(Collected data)

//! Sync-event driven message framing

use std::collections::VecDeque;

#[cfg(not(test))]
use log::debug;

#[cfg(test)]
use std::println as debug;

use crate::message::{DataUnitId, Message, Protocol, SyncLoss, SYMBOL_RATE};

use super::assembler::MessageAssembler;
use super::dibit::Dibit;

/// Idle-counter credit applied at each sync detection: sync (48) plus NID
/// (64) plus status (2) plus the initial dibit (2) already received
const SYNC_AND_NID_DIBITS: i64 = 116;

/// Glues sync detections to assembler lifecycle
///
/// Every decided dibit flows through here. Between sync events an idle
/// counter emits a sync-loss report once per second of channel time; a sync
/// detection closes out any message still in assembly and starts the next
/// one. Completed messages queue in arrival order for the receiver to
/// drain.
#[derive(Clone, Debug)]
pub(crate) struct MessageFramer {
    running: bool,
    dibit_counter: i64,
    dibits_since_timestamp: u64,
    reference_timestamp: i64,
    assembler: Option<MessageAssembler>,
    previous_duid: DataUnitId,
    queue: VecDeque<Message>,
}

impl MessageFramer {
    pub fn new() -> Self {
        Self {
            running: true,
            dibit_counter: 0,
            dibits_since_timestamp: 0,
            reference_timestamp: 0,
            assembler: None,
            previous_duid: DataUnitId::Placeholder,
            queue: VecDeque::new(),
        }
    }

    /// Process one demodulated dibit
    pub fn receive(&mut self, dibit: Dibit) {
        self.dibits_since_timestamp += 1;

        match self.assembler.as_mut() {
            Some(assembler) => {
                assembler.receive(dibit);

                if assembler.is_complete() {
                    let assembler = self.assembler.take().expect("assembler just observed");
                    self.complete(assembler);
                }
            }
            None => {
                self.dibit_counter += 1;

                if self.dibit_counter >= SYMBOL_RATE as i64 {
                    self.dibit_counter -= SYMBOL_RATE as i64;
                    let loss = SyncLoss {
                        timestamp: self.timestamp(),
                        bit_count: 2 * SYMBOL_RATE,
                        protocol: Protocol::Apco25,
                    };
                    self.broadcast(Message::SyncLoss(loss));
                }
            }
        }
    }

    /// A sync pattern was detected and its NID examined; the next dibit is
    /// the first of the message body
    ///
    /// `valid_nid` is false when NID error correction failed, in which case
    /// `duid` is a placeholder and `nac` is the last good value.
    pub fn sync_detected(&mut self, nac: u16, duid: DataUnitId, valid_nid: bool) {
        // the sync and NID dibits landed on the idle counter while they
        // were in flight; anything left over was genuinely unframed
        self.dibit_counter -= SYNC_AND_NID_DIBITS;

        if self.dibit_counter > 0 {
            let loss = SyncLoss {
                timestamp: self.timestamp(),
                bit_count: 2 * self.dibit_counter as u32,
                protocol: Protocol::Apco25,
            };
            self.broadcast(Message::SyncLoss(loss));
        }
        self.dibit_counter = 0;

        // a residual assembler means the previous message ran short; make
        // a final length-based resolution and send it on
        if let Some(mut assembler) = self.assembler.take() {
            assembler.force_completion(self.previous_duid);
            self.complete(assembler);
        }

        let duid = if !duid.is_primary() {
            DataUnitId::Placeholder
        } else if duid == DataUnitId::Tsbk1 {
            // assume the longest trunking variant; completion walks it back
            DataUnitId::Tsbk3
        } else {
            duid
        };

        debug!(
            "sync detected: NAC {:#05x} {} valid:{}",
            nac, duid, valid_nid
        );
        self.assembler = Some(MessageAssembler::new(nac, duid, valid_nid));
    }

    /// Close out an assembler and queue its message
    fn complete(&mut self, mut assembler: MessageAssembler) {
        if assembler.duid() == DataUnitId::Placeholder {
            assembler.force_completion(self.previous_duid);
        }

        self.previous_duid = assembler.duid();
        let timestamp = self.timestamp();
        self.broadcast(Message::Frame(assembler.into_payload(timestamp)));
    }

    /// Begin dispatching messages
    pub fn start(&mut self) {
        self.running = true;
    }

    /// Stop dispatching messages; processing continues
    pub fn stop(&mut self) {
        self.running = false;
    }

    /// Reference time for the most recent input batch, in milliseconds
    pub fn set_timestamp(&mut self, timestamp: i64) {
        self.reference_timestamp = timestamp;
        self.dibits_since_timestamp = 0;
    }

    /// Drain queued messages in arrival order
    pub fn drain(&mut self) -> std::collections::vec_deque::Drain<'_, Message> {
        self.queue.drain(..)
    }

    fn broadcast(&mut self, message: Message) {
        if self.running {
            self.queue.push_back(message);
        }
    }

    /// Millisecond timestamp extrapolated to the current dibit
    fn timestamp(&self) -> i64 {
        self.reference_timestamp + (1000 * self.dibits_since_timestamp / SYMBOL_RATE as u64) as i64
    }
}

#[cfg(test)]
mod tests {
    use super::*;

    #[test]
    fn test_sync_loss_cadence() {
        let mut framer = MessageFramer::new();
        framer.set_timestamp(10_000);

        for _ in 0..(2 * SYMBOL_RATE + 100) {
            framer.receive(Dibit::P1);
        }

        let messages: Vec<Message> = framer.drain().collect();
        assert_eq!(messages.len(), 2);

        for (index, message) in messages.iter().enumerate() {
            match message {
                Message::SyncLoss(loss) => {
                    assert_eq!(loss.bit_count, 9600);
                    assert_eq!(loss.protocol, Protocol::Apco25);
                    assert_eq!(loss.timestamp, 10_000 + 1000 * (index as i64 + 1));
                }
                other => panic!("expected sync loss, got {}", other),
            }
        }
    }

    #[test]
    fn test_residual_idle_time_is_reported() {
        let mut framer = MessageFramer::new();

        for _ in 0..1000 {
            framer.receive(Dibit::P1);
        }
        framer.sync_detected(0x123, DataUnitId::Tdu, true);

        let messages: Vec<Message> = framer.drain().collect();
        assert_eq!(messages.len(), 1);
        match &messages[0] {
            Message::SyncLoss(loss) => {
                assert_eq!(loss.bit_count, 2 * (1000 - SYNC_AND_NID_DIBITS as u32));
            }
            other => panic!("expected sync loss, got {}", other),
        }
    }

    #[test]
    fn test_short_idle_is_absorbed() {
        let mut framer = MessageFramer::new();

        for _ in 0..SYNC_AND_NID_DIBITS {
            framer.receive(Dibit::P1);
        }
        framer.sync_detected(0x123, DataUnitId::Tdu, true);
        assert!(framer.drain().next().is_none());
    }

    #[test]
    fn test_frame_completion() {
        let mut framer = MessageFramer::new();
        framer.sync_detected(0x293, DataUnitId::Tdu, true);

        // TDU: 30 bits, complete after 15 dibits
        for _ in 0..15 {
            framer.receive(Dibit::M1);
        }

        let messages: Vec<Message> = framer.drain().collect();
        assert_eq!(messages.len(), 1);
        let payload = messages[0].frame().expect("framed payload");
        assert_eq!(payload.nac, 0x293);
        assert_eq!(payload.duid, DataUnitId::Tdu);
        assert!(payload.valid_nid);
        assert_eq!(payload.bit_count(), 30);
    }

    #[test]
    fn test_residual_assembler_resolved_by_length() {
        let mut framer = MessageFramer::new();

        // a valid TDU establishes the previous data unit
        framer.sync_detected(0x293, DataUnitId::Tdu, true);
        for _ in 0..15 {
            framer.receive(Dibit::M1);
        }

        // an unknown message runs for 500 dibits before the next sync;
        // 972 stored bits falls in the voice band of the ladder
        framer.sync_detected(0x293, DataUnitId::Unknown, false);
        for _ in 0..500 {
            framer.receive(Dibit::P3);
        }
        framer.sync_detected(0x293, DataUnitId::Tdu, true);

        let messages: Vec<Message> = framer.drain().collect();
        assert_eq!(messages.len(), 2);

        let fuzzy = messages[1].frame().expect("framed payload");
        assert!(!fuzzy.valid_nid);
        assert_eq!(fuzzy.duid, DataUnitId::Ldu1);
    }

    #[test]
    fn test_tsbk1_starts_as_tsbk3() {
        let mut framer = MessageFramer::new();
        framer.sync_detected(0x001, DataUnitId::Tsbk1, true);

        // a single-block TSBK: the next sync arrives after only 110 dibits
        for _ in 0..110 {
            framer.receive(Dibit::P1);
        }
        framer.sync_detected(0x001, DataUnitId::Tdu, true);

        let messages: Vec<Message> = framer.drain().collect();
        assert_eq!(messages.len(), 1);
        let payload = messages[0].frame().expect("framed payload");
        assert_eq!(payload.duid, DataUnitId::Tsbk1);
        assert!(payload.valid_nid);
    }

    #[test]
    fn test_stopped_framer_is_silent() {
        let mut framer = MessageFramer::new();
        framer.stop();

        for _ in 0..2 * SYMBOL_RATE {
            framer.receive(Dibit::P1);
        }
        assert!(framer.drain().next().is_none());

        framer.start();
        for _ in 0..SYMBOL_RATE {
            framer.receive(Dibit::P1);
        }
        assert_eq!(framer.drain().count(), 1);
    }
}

* _Task statement_: Report all lines in the records that include the string "MessageAssembler".

* _Exercise output_:
use super::assembler::MessageAssembler;
    assembler: Option<MessageAssembler>,
        self.assembler = Some(MessageAssembler::new(nac, duid, valid_nid));
    fn complete(&mut self, mut assembler: MessageAssembler) {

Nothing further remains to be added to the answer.